Una de las premisas de los países para sostener la paz concreta es no alimentar ejércitos. La única justificación para sostenerlos es la posibilidad de una guerra. Lo que los académicos y politicólogos llaman “hipotesis de conflicto”.Cuando no hay, no se justifica mantener fuerzas de seguridad. El armamentismo y la búsqueda de conflictos termina casi siempre en eso. Ya lo conocemos en nuestra historia. Una cosa es la época de la Independencia que no fue una cuestión pacífica ni “angustiante” y sí fue una pelea, una guerra para obtener la soberanía política. Esos eran militares heroicos: San Martín, Belgrano, Güemes y sus contemporáneos.

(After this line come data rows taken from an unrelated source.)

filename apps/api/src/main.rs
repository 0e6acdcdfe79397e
mod certification;
mod config;
mod db;
mod errors;
mod extract;
mod llm_client;
mod models;
mod profile;
mod report;
mod rome;
mod routes;
mod state;

use std::net::SocketAddr;
use std::sync::Arc;

use anyhow::Result;
use aws_config::Region;
use aws_sdk_s3::config::Credentials;
use tower_http::{cors::CorsLayer, trace::TraceLayer};
use tracing::info;
use tracing_subscriber::{layer::SubscriberExt, util::SubscriberInitExt, EnvFilter};

use crate::config::Config;
use crate::db::create_pool;
use crate::llm_client::LlmClient;
use crate::report::writer::{LlmReportWriter, ReportWriter, TemplateReportWriter};
use crate::routes::build_router;
use crate::state::AppState;

#[tokio::main]
async fn main() -> Result<()> {
    // Load configuration first (fails on missing required env vars)
    let config = Config::from_env()?;

    // Initialize structured logging
    tracing_subscriber::registry()
        .with(EnvFilter::try_from_default_env().unwrap_or_else(|_| {
            EnvFilter::new(format!("{}={}", env!("CARGO_CRATE_NAME"), &config.rust_log))
        }))
        .with(tracing_subscriber::fmt::layer())
        .init();

    info!("Starting PERSPECTA API v{}", env!("CARGO_PKG_VERSION"));

    // Initialize PostgreSQL
    let db = create_pool(&config.database_url).await?;

    // Initialize Redis (draft answers)
    let redis = redis::Client::open(config.redis_url.clone())?;
    info!("Redis client initialized");

    // Initialize S3 / MinIO (report snapshots)
    let s3 = build_s3_client(&config).await;
    info!("S3 client initialized");

    // Report writer: LLM prose when enabled, templates otherwise
    let report_writer: Arc<dyn ReportWriter> = if config.enable_ai_reports {
        let llm = LlmClient::new(config.anthropic_api_key.clone())?;
        info!("LLM client initialized (model: {})", llm_client::MODEL);
        Arc::new(LlmReportWriter(llm))
    } else {
        Arc::new(TemplateReportWriter)
    };
    info!("Report writer: {}", report_writer.backend());

    let state = AppState {
        db,
        redis,
        s3,
        config: config.clone(),
        report_writer,
    };

    let app = build_router(state)
        .layer(TraceLayer::new_for_http())
        .layer(CorsLayer::permissive()); // TODO: restrict to the web front-end origin

    let addr: SocketAddr = format!("0.0.0.0:{}", config.port).parse()?;
    info!("Listening on {addr}");

    let listener = tokio::net::TcpListener::bind(addr).await?;
    axum::serve(listener, app).await?;

    Ok(())
}

/// Constructs an S3 client configured for MinIO (local) or AWS (production).
async fn build_s3_client(config: &Config) -> aws_sdk_s3::Client {
    let credentials = Credentials::new(
        &config.aws_access_key_id,
        &config.aws_secret_access_key,
        None,
        None,
        "perspecta-static",
    );

    let s3_config = aws_config::defaults(aws_config::BehaviorVersion::latest())
        .region(Region::new("us-east-1"))
        .credentials_provider(credentials)
        .endpoint_url(&config.s3_endpoint)
        .load()
        .await;

    aws_sdk_s3::Client::new(&s3_config)
}
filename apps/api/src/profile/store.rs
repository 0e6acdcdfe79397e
//! Persistence of scored profiling quizzes.

use anyhow::Result;
use sqlx::PgPool;
use tracing::info;
use uuid::Uuid;

use crate::certification::answers::Answer;
use crate::certification::blend::ProfileInputs;
use crate::models::assessment::ProfileResultRow;
use crate::profile::riasec::ProfileResult;

pub async fn insert_profile(
    pool: &PgPool,
    user_id: Uuid,
    answers: &[Answer],
    profile: &ProfileResult,
) -> Result<ProfileResultRow> {
    let row = sqlx::query_as::<_, ProfileResultRow>(
        r#"
        INSERT INTO profile_results (id, user_id, answers, profile, holland_code)
        VALUES ($1, $2, $3, $4, $5)
        RETURNING *
        "#,
    )
    .bind(Uuid::new_v4())
    .bind(user_id)
    .bind(serde_json::to_value(answers)?)
    .bind(serde_json::to_value(profile)?)
    .bind(&profile.holland_code)
    .fetch_one(pool)
    .await?;

    info!(
        "Stored profile {} for user {user_id} (holland={})",
        row.id, profile.holland_code
    );
    Ok(row)
}

/// Most recent profile of a user, if they took the quiz.
pub async fn latest_profile(pool: &PgPool, user_id: Uuid) -> Result<Option<ProfileResult>> {
    let row = sqlx::query_as::<_, ProfileResultRow>(
        "SELECT * FROM profile_results WHERE user_id = $1 ORDER BY created_at DESC LIMIT 1",
    )
    .bind(user_id)
    .fetch_optional(pool)
    .await?;

    row.map(|r| serde_json::from_value::<ProfileResult>(r.profile))
        .transpose()
        .map_err(Into::into)
}

/// Profile data in the shape the certification blend expects.
pub fn profile_inputs(profile: Option<&ProfileResult>) -> ProfileInputs {
    match profile {
        Some(p) => ProfileInputs {
            riasec: p.has_riasec().then_some(p.riasec),
            cognitive: p.has_cognitive().then_some(p.cognitive),
        },
        None => ProfileInputs::default(),
    }
}
//! Certification scoring engine.
//!
//! Pipeline:
//! 1. validate + normalize answers against the question bank
//! 2. weighted per-domain scores (0–100)
//! 3. coherence check over antagonist pairs
//! 4. optional blend with RIASEC / cognitive profile
//! 5. nearest-role matching on the blended domain vector
//! 6. level from average × completion, lowered one step when incoherent

use std::collections::{BTreeMap, HashMap};

use serde::{Deserialize, Serialize};

use crate::certification::answers::{Answer, AnswerValue, ScoringError};
use crate::certification::blend::{blend_domain_score, ProfileInputs};
use crate::certification::questions::{
    antagonist_pairs, find_question, question_bank, total_questions, Domain,
};
use crate::certification::roles::{best_roles, RoleMatch};

/// Minimum share of antagonist pairs answered consistently.
pub const COHERENCE_THRESHOLD: f64 = 0.6;
/// `|a + b − 6|` at or above this marks a pair as contradictory.
pub const INCONSISTENCY_DEVIATION: u8 = 3;
/// Likert sum expected from a perfectly coherent antagonist pair.
const COHERENT_PAIR_SUM: i16 = 6;
pub const MIN_CERTIFIABLE_COMPLETION: f64 = 0.8;

// ────────────────────────────────────────────────────────────────────────────
// Output data models
// ────────────────────────────────────────────────────────────────────────────

#[derive(Debug, Clone, Copy, PartialEq, Eq, PartialOrd, Ord, Serialize, Deserialize)]
#[serde(rename_all = "snake_case")]
pub enum Level {
    Debutant,
    Junior,
    Intermediaire,
    Confirme,
    Expert,
}

impl Level {
    pub fn from_effective_score(score: f64) -> Self {
        match score {
            s if s >= 80.0 => Level::Expert,
            s if s >= 65.0 => Level::Confirme,
            s if s >= 45.0 => Level::Intermediaire,
            s if s >= 25.0 => Level::Junior,
            _ => Level::Debutant,
        }
    }

    pub fn downgraded(self) -> Self {
        match self {
            Level::Expert => Level::Confirme,
            Level::Confirme => Level::Intermediaire,
            Level::Intermediaire => Level::Junior,
            Level::Junior | Level::Debutant => Level::Debutant,
        }
    }

    pub fn as_str(self) -> &'static str {
        match self {
            Level::Debutant => "debutant",
            Level::Junior => "junior",
            Level::Intermediaire => "intermediaire",
            Level::Confirme => "confirme",
            Level::Expert => "expert",
        }
    }

    pub fn label(self) -> &'static str {
        match self {
            Level::Debutant => "Débutant",
            Level::Junior => "Junior",
            Level::Intermediaire => "Intermédiaire",
            Level::Confirme => "Confirmé",
            Level::Expert => "Expert",
        }
    }
}

#[derive(Debug, Clone, PartialEq, Serialize, Deserialize)]
pub struct DomainScore {
    pub domain: Domain,
    /// Quiz-only score.
    pub raw_score: f64,
    /// Score after profile blending; equals `raw_score` without a profile.
    pub score: f64,
    pub answered: usize,
    pub total: usize,
}

#[derive(Debug, Clone, PartialEq, Serialize, Deserialize)]
pub struct Inconsistency {
    pub question_a: u8,
    pub question_b: u8,
    pub answer_a: u8,
    pub answer_b: u8,
    pub deviation: u8,
}

#[derive(Debug, Clone, PartialEq, Serialize, Deserialize)]
pub struct CoherenceReport {
    pub score: f64,
    pub pairs_checked: usize,
    pub inconsistencies: Vec<Inconsistency>,
    pub coherent: bool,
}

#[derive(Debug, Clone, PartialEq, Serialize, Deserialize)]
pub struct CertificationResult {
    /// One entry per domain, in `Domain::ALL` order.
    pub domain_scores: Vec<DomainScore>,
    pub coherence: CoherenceReport,
    pub primary_role: RoleMatch,
    pub secondary_role: Option<RoleMatch>,
    pub average_score: f64,
    pub completion_rate: f64,
    pub effective_score: f64,
    pub level: Level,
    pub certifiable: bool,
    pub profile_blended: bool,
}

// ────────────────────────────────────────────────────────────────────────────
// Validation
// ────────────────────────────────────────────────────────────────────────────

/// Normalized answers keyed by question id, plus raw Likert values for the coherence check.
#[derive(Debug, Default)]
pub struct NormalizedAnswers {
    pub scores: BTreeMap<u8, f64>,
    pub likert: HashMap<u8, u8>,
}

/// Checks every answer against the bank and converts it to a [0, 1] score.
/// Blank open answers are dropped.
pub fn normalize_answers(answers: &[Answer]) -> Result<NormalizedAnswers, ScoringError> {
    let mut normalized = NormalizedAnswers::default();
    let mut seen = std::collections::HashSet::new();

    for answer in answers {
        let question = find_question(answer.question_id)
            .ok_or(ScoringError::UnknownQuestion(answer.question_id))?;
        if !seen.insert(answer.question_id) {
            return Err(ScoringError::DuplicateAnswer(answer.question_id));
        }
        if let Some(score) = question.normalize(&answer.value)? {
            normalized.scores.insert(question.id, score);
            if let AnswerValue::Likert(v) = answer.value {
                normalized.likert.insert(question.id, v);
            }
        }
    }

    Ok(normalized)
}

// ────────────────────────────────────────────────────────────────────────────
// Scoring steps
// ────────────────────────────────────────────────────────────────────────────

/// Weighted mean per domain over answered questions, scaled to 0–100.
pub fn compute_domain_scores(answers: &NormalizedAnswers) -> Vec<DomainScore> {
    Domain::ALL
        .iter()
        .map(|&domain| {
            let mut weighted = 0.0;
            let mut weights = 0.0;
            let mut answered = 0;
            let mut total = 0;

            for q in question_bank().iter().filter(|q| q.domain == domain) {
                total += 1;
                if let Some(score) = answers.scores.get(&q.id) {
                    weighted += q.weight.factor() * score;
                    weights += q.weight.factor();
                    answered += 1;
                }
            }

            let raw_score = if weights > 0.0 {
                weighted / weights * 100.0
            } else {
                0.0
            };

            DomainScore {
                domain,
                raw_score,
                score: raw_score,
                answered,
                total,
            }
        })
        .collect()
}

/// Flags antagonist pairs answered in the same direction.
pub fn check_coherence(likert: &HashMap<u8, u8>) -> CoherenceReport {
    let mut pairs_checked = 0;
    let mut inconsistencies = Vec::new();

    for (a, b) in antagonist_pairs() {
        let (Some(&answer_a), Some(&answer_b)) = (likert.get(&a), likert.get(&b)) else {
            continue;
        };
        pairs_checked += 1;
        let deviation =
            (i16::from(answer_a) + i16::from(answer_b) - COHERENT_PAIR_SUM).unsigned_abs() as u8;
        if deviation >= INCONSISTENCY_DEVIATION {
            inconsistencies.push(Inconsistency {
                question_a: a,
                question_b: b,
                answer_a,
                answer_b,
                deviation,
            });
        }
    }

    let score = if pairs_checked == 0 {
        1.0
    } else {
        1.0 - inconsistencies.len() as f64 / pairs_checked as f64
    };

    CoherenceReport {
        score,
        pairs_checked,
        inconsistencies,
        coherent: score >= COHERENCE_THRESHOLD,
    }
}

/// Seniority from the effective score, gated by coherence.
pub fn determine_level(effective_score: f64, coherent: bool) -> Level {
    let level = Level::from_effective_score(effective_score);
    if coherent {
        level
    } else {
        level.downgraded()
    }
}

pub fn is_certifiable(level: Level, completion_rate: f64, coherent: bool) -> bool {
    coherent && completion_rate >= MIN_CERTIFIABLE_COMPLETION && level >= Level::Junior
}

/// Runs the full scoring pipeline.
pub fn score_certification(
    answers: &[Answer],
    profile: &ProfileInputs,
) -> Result<CertificationResult, ScoringError> {
    let normalized = normalize_answers(answers)?;

    let mut domain_scores = compute_domain_scores(&normalized);
    for ds in domain_scores.iter_mut().filter(|ds| ds.answered > 0) {
        ds.score = blend_domain_score(ds.domain, ds.raw_score, profile);
    }

    let coherence = check_coherence(&normalized.likert);

    let mut vector = [0.0; 5];
    for ds in &domain_scores {
        vector[ds.domain.index()] = ds.score / 100.0;
    }
    let (primary_role, secondary_role) = best_roles(&vector);

    let average_score =
        domain_scores.iter().map(|d| d.score).sum::<f64>() / domain_scores.len() as f64;
    let completion_rate = normalized.scores.len() as f64 / total_questions() as f64;
    let effective_score = average_score * completion_rate;
    let level = determine_level(effective_score, coherence.coherent);
    let certifiable = is_certifiable(level, completion_rate, coherence.coherent);

    Ok(CertificationResult {
        domain_scores,
        primary_role,
        secondary_role,
        average_score,
        completion_rate,
        effective_score,
        level,
        certifiable,
        profile_blended: !profile.is_empty(),
        coherence,
    })
}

Luego según marca la historia, no hubo intervenciones que justificaran mantener fuerzas de seguridad. La guerra por Malvinas y su resultado es la prueba de la inutilidad del mantenimiento de semejante estructura para una aventura que no dejó más que muerte y locura.La mayoría de los militares profesionales que participaron lo hicieron de muy mala manera. Para eso es recomendable revisar el Informe Rattenbach.

El periodista Enrique Vázquez escribió en estos días lo que sigue: “Hay mucha gente convencida de que el repugnante Aldo Rico fue un combatiente en las Malvinas, y algunos agregan que combatió “como un héroe”.Cierta frase confusa del presidente Raúl Alfonsín, en los días finales de la sublevación de Semana Santa de 1987 -“los amotinados, algunos de ellos, héroes de Malvinas”- les permitió a otros inferir que uno de esos supuestos “héroes” era, precisamente, el canalla Aldo Rico.

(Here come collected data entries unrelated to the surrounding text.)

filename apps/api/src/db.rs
use anyhow::Result;
use sqlx::postgres::PgPoolOptions;
use sqlx::PgPool;
use tracing::info;

/// Creates and returns a PostgreSQL connection pool.
pub async fn create_pool(database_url: &str) -> Result<PgPool> {
    info!("Connecting to PostgreSQL...");

    let pool = PgPoolOptions::new()
        .max_connections(10)
        .connect(database_url)
        .await?;

    info!("PostgreSQL connection pool established");
    Ok(pool)
}
use chrono::{DateTime, Utc};
use serde::{Deserialize, Serialize};
use serde_json::Value;
use sqlx::FromRow;
use uuid::Uuid;

#[derive(Debug, Clone, Serialize, Deserialize, FromRow)]
pub struct AssessmentResultRow {
    pub id: Uuid,
    pub user_id: Uuid,
    pub answers: Value,
    pub result: Value,
    pub level: String,
    pub primary_role: String,
    pub effective_score: f64,
    pub certifiable: bool,
    pub certificate_code: Option<String>,
    pub created_at: DateTime<Utc>,
}

#[derive(Debug, Clone, Serialize, Deserialize, FromRow)]
pub struct ProfileResultRow {
    pub id: Uuid,
    pub user_id: Uuid,
    pub answers: Value,
    pub profile: Value,
    pub holland_code: String,
    pub created_at: DateTime<Utc>,
}

#[derive(Debug, Clone, Serialize, Deserialize, FromRow)]
pub struct ReportRow {
    pub id: Uuid,
    pub user_id: Uuid,
    pub result_id: Uuid,
    pub content: Value,
    pub s3_key: String,
    pub writer_backend: String,
    pub ai_generated: bool,
    pub created_at: DateTime<Utc>,
}
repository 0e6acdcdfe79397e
//! RIASEC + cognitive profiling quiz.
//!
//! 18 interest items (three per Holland letter) and 8 thinking-style items
//! (two per cognitive dimension), all answered on a 1–5 scale.
//! Scores are 0–100 per dimension; unanswered dimensions score 0.

use std::collections::{HashMap, HashSet};

use serde::{Deserialize, Serialize};

use crate::certification::answers::{normalize_likert, Answer, AnswerValue, ScoringError};

#[derive(Debug, Clone, Copy, PartialEq, Eq, Hash, Serialize, Deserialize)]
#[serde(rename_all = "snake_case")]
pub enum RiasecDimension {
    Realistic,
    Investigative,
    Artistic,
    Social,
    Enterprising,
    Conventional,
}

impl RiasecDimension {
    /// Holland order, also the tie-break order.
    pub const ALL: [RiasecDimension; 6] = [
        RiasecDimension::Realistic,
        RiasecDimension::Investigative,
        RiasecDimension::Artistic,
        RiasecDimension::Social,
        RiasecDimension::Enterprising,
        RiasecDimension::Conventional,
    ];

    pub fn letter(self) -> char {
        match self {
            RiasecDimension::Realistic => 'R',
            RiasecDimension::Investigative => 'I',
            RiasecDimension::Artistic => 'A',
            RiasecDimension::Social => 'S',
            RiasecDimension::Enterprising => 'E',
            RiasecDimension::Conventional => 'C',
        }
    }

    pub fn label(self) -> &'static str {
        match self {
            RiasecDimension::Realistic => "Réaliste",
            RiasecDimension::Investigative => "Investigateur",
            RiasecDimension::Artistic => "Artistique",
            RiasecDimension::Social => "Social",
            RiasecDimension::Enterprising => "Entreprenant",
            RiasecDimension::Conventional => "Conventionnel",
        }
    }
}

#[derive(Debug, Clone, Copy, PartialEq, Eq, Hash, Serialize, Deserialize)]
#[serde(rename_all = "snake_case")]
pub enum CognitiveDimension {
    Analytical,
    Creative,
    Practical,
    Relational,
}

impl CognitiveDimension {
    pub const ALL: [CognitiveDimension; 4] = [
        CognitiveDimension::Analytical,
        CognitiveDimension::Creative,
        CognitiveDimension::Practical,
        CognitiveDimension::Relational,
    ];

    pub fn label(self) -> &'static str {
        match self {
            CognitiveDimension::Analytical => "Analytique",
            CognitiveDimension::Creative => "Créatif",
            CognitiveDimension::Practical => "Pragmatique",
            CognitiveDimension::Relational => "Relationnel",
        }
    }
}

#[derive(Debug, Clone, Copy, Default, PartialEq, Serialize, Deserialize)]
pub struct RiasecScores {
    pub realistic: f64,
    pub investigative: f64,
    pub artistic: f64,
    pub social: f64,
    pub enterprising: f64,
    pub conventional: f64,
}

impl RiasecScores {
    pub fn get(&self, dim: RiasecDimension) -> f64 {
        match dim {
            RiasecDimension::Realistic => self.realistic,
            RiasecDimension::Investigative => self.investigative,
            RiasecDimension::Artistic => self.artistic,
            RiasecDimension::Social => self.social,
            RiasecDimension::Enterprising => self.enterprising,
            RiasecDimension::Conventional => self.conventional,
        }
    }

    fn set(&mut self, dim: RiasecDimension, value: f64) {
        match dim {
            RiasecDimension::Realistic => self.realistic = value,
            RiasecDimension::Investigative => self.investigative = value,
            RiasecDimension::Artistic => self.artistic = value,
            RiasecDimension::Social => self.social = value,
            RiasecDimension::Enterprising => self.enterprising = value,
            RiasecDimension::Conventional => self.conventional = value,
        }
    }

    /// Top three letters by score; ties keep R-I-A-S-E-C order.
    pub fn holland_code(&self) -> String {
        let mut dims = RiasecDimension::ALL.to_vec();
        // stable sort keeps Holland order among equal scores
        dims.sort_by(|a, b| self.get(*b).total_cmp(&self.get(*a)));
        dims.iter().take(3).map(|d| d.letter()).collect()
    }

    /// Spread between strongest and weakest interest.
    pub fn differentiation(&self) -> f64 {
        let values = RiasecDimension::ALL.map(|d| self.get(d));
        let max = values.iter().copied().fold(f64::MIN, f64::max);
        let min = values.iter().copied().fold(f64::MAX, f64::min);
        max - min
    }
}

#[derive(Debug, Clone, Copy, Default, PartialEq, Serialize, Deserialize)]
pub struct CognitiveScores {
    pub analytical: f64,
    pub creative: f64,
    pub practical: f64,
    pub relational: f64,
}

impl CognitiveScores {
    pub fn get(&self, dim: CognitiveDimension) -> f64 {
        match dim {
            CognitiveDimension::Analytical => self.analytical,
            CognitiveDimension::Creative => self.creative,
            CognitiveDimension::Practical => self.practical,
            CognitiveDimension::Relational => self.relational,
        }
    }

    fn set(&mut self, dim: CognitiveDimension, value: f64) {
        match dim {
            CognitiveDimension::Analytical => self.analytical = value,
            CognitiveDimension::Creative => self.creative = value,
            CognitiveDimension::Practical => self.practical = value,
            CognitiveDimension::Relational => self.relational = value,
        }
    }

    pub fn dominant(&self) -> CognitiveDimension {
        let mut best = CognitiveDimension::ALL[0];
        for dim in CognitiveDimension::ALL.into_iter().skip(1) {
            if self.get(dim) > self.get(best) {
                best = dim;
            }
        }
        best
    }
}

/// Scored profiling quiz.
#[derive(Debug, Clone, PartialEq, Serialize, Deserialize)]
pub struct ProfileResult {
    pub riasec: RiasecScores,
    pub cognitive: CognitiveScores,
    /// Empty when no interest item was answered.
    pub holland_code: String,
    pub differentiation: f64,
    pub dominant_style: CognitiveDimension,
    pub answered: usize,
    pub total: usize,
    #[serde(default)]
    pub riasec_answered: usize,
    #[serde(default)]
    pub cognitive_answered: usize,
}

impl ProfileResult {
    pub fn has_riasec(&self) -> bool {
        self.riasec_answered > 0
    }

    pub fn has_cognitive(&self) -> bool {
        self.cognitive_answered > 0
    }

    /// Holland code for job matching; `None` when the interest axis is empty.
    pub fn interest_code(&self) -> Option<&str> {
        self.has_riasec().then_some(self.holland_code.as_str())
    }
}
// Certification test: question bank, scoring engine, role matching,
// draft persistence and HTTP handlers.
// Scoring is pure; handlers own all I/O.

pub mod answers;
pub mod blend;
pub mod handlers;
pub mod questions;
pub mod roles;
pub mod scoring;
pub mod session;
pub mod store;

Nada más lejos de la verdad.

En el desembarco, el 2 de abril de 1982, Rico permaneció en Campo de Mayo a cargo de la instrucción de un grupo de noveles comandos del batallón 602. Los veteranos viajaron a las islas bajo la jefatura de Mohamed Alí Seineldín.

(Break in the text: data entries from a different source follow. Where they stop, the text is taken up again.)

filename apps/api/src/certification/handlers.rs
//! Axum route handlers for the certification test.

use axum::{extract::State, http::StatusCode, Json};
use chrono::{DateTime, Utc};
use serde::{Deserialize, Serialize};
use tracing::{info, warn};
use uuid::Uuid;

use crate::certification::answers::Answer;
use crate::certification::questions::{question_bank, PublicQuestion};
use crate::certification::scoring::{normalize_answers, score_certification, CertificationResult};
use crate::certification::session::{clear_progress, load_progress, save_progress};
use crate::certification::store::{
    decode_result, find_by_certificate_code, get_result, insert_result,
};
use crate::errors::AppError;
use crate::extract::{AppJson, AppPath, AppQuery};
use crate::profile::store::{latest_profile, profile_inputs};
use crate::rome::catalog::{match_jobs, RomeMatch};
use crate::state::AppState;

// ────────────────────────────────────────────────────────────────────────────
// Request / Response types
// ────────────────────────────────────────────────────────────────────────────

#[derive(Debug, Deserialize)]
pub struct UserIdQuery {
    pub user_id: Uuid,
}

#[derive(Debug, Deserialize)]
pub struct SaveProgressRequest {
    pub user_id: Uuid,
    pub answers: Vec<Answer>,
}

#[derive(Debug, Serialize)]
pub struct ProgressResponse {
    pub answers: Vec<Answer>,
}

#[derive(Debug, Deserialize)]
pub struct SubmitRequest {
    pub user_id: Uuid,
    pub answers: Vec<Answer>,
    /// Blend the user's latest profiling quiz into the scores. Defaults to true.
    pub use_profile: Option<bool>,
}

#[derive(Debug, Serialize)]
pub struct SubmitResponse {
    pub result_id: Uuid,
    pub certificate_code: Option<String>,
    pub result: CertificationResult,
    pub job_matches: Vec<RomeMatch>,
}

#[derive(Debug, Serialize)]
pub struct StoredResultResponse {
    pub result_id: Uuid,
    pub user_id: Uuid,
    pub certificate_code: Option<String>,
    pub created_at: DateTime<Utc>,
    pub result: CertificationResult,
}

#[derive(Debug, Serialize)]
pub struct VerificationResponse {
    pub certificate_code: String,
    pub level: String,
    pub primary_role: String,
    pub effective_score: f64,
    pub issued_at: DateTime<Utc>,
}

// ────────────────────────────────────────────────────────────────────────────
// Handlers
// ────────────────────────────────────────────────────────────────────────────

/// GET /api/v1/certification/questions
pub async fn handle_list_questions() -> Json<Vec<PublicQuestion>> {
    Json(question_bank().iter().map(PublicQuestion::from).collect())
}

/// GET /api/v1/certification/progress
pub async fn handle_get_progress(
    State(state): State<AppState>,
    AppQuery(params): AppQuery<UserIdQuery>,
) -> Result<Json<ProgressResponse>, AppError> {
    let answers = load_progress(&state.redis, params.user_id)
        .await?
        .unwrap_or_default();
    Ok(Json(ProgressResponse { answers }))
}

/// PUT /api/v1/certification/progress
///
/// Drafts are validated like a submission so a bad answer surfaces early.
pub async fn handle_save_progress(
    State(state): State<AppState>,
    AppJson(request): AppJson<SaveProgressRequest>,
) -> Result<StatusCode, AppError> {
    normalize_answers(&request.answers)?;
    save_progress(
        &state.redis,
        request.user_id,
        &request.answers,
        state.config.progress_ttl_secs,
    )
    .await?;
    Ok(StatusCode::NO_CONTENT)
}

/// DELETE /api/v1/certification/progress
pub async fn handle_clear_progress(
    State(state): State<AppState>,
    AppQuery(params): AppQuery<UserIdQuery>,
) -> Result<StatusCode, AppError> {
    clear_progress(&state.redis, params.user_id).await?;
    Ok(StatusCode::NO_CONTENT)
}

/// POST /api/v1/certification/submit
///
/// Scores the answers (blended with the latest profile unless disabled),
/// stores the attempt, clears the draft and returns matching ROME jobs.
pub async fn handle_submit(
    State(state): State<AppState>,
    AppJson(request): AppJson<SubmitRequest>,
) -> Result<Json<SubmitResponse>, AppError> {
    if request.answers.is_empty() {
        return Err(AppError::Validation("answers cannot be empty".to_string()));
    }
    // Reject malformed answers before touching the database.
    normalize_answers(&request.answers)?;

    let profile = if request.use_profile.unwrap_or(true) {
        latest_profile(&state.db, request.user_id).await?
    } else {
        None
    };

    let result = score_certification(&request.answers, &profile_inputs(profile.as_ref()))?;
    info!(
        "Certification scored for user {}: level={} effective={:.1} coherence={:.2}",
        request.user_id,
        result.level.as_str(),
        result.effective_score,
        result.coherence.score
    );

    let row = insert_result(&state.db, request.user_id, &request.answers, &result).await?;

    if let Err(e) = clear_progress(&state.redis, request.user_id).await {
        warn!("Could not clear draft for user {}: {e}", request.user_id);
    }

    let job_matches = match_jobs(
        result.primary_role.role,
        result.secondary_role.as_ref().map(|r| r.role),
        profile.as_ref().and_then(|p| p.interest_code()),
    );

    Ok(Json(SubmitResponse {
        result_id: row.id,
        certificate_code: row.certificate_code,
        result,
        job_matches,
    }))
}

/// GET /api/v1/certification/results/:id?user_id=
///
/// A result owned by another user is reported as missing.
pub async fn handle_get_result(
    State(state): State<AppState>,
    AppPath(result_id): AppPath<Uuid>,
    AppQuery(params): AppQuery<UserIdQuery>,
) -> Result<Json<StoredResultResponse>, AppError> {
    let row = get_result(&state.db, result_id)
        .await?
        .filter(|r| r.user_id == params.user_id)
        .ok_or_else(|| AppError::NotFound(format!("Result {result_id} not found")))?;
    let result = decode_result(&row)?;

    Ok(Json(StoredResultResponse {
        result_id: row.id,
        user_id: row.user_id,
        certificate_code: row.certificate_code,
        created_at: row.created_at,
        result,
    }))
}

/// GET /api/v1/certification/verify/:code
pub async fn handle_verify(
    State(state): State<AppState>,
    AppPath(code): AppPath<String>,
) -> Result<Json<VerificationResponse>, AppError> {
    let row = find_by_certificate_code(&state.db, &code)
        .await?
        .ok_or_else(|| AppError::NotFound(format!("Certificate {code} not found")))?;
    let certificate_code = row
        .certificate_code
        .ok_or_else(|| AppError::NotFound(format!("Certificate {code} not found")))?;

    Ok(Json(VerificationResponse {
        certificate_code,
        level: row.level,
        primary_role: row.primary_role,
        effective_score: row.effective_score,
        issued_at: row.created_at,
    }))
}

Rico llegó a Puerto Argentino en el último Hércules que pudo aterrizar en la isla, el 25 de mayo.

Estuvo “aclimatándose” unos días y el 8 de junio le asignaron la que sería su primera y única misión de combate: proteger la ladera oriental del monte Harriet. Llegó a la elevación a media tarde del día 9, al mando de un comando mixto del Ejército y la Gendarmería.
El 10 amanecieron rodeados de comandos británicos, que mataron a dos subalternos de Rico: los sargentos Mario A. Cisneros y Ramón Gumersindo Acosta.

O sea: mandaron a Rico para evitar sorpresas, y fueron sorprendidos.

¿Qué pasó? Rico y los suyos se quedaron dormidos. Cuando vio caer a los dos sargentos se replegó a Puerto Argentino, donde se rindió junto al general Menéndez cuatro días más tarde.

Para justificar su mal desempeño en el monte Harriet, Aldo Rico dijo que los ingleses pudieron trepar de noche y sorprender a los argentino por su “ventaja tecnológica”: la utilización de anteojos de visión nocturna.

Luego se demostró que tal ventaja no existía, ya que el ejército argentino había comprado cientos de esos mismos artefactos de visión nocturna, varios años antes de la guerra. Pero los comandantes no los llevaron a las islas. Aunque no se olvidaron de llevar botellas de Bianchi borgoña y champán Baron B.

Los despistados que lo consideran un “héroe” pueden leer las memorias de Rico, que cuenta que el mayor peligro no fue en combate sino la baja altura del Hércules que lo llevó a las Malvinas, “casi a ras del agua, era un espanto”. Lo que cuenta este nefasto personaje es que mientras estuvo en Puerto Argentino, fue el más encarnizado “instructor” de los colimbas congelados por el frío y muertos de hambre.

“Un valiente con los débiles y un cobarde con los fuertes”, concluye Enrique Vázquez.

Ese profesional de la guerra desfiló entre los soldados obligatorios enviados a esa aventura guerrera sin más plan que el que surgía de las tormentas de hielo en un vaso de whisky que revolvía el borracho General Galtieri.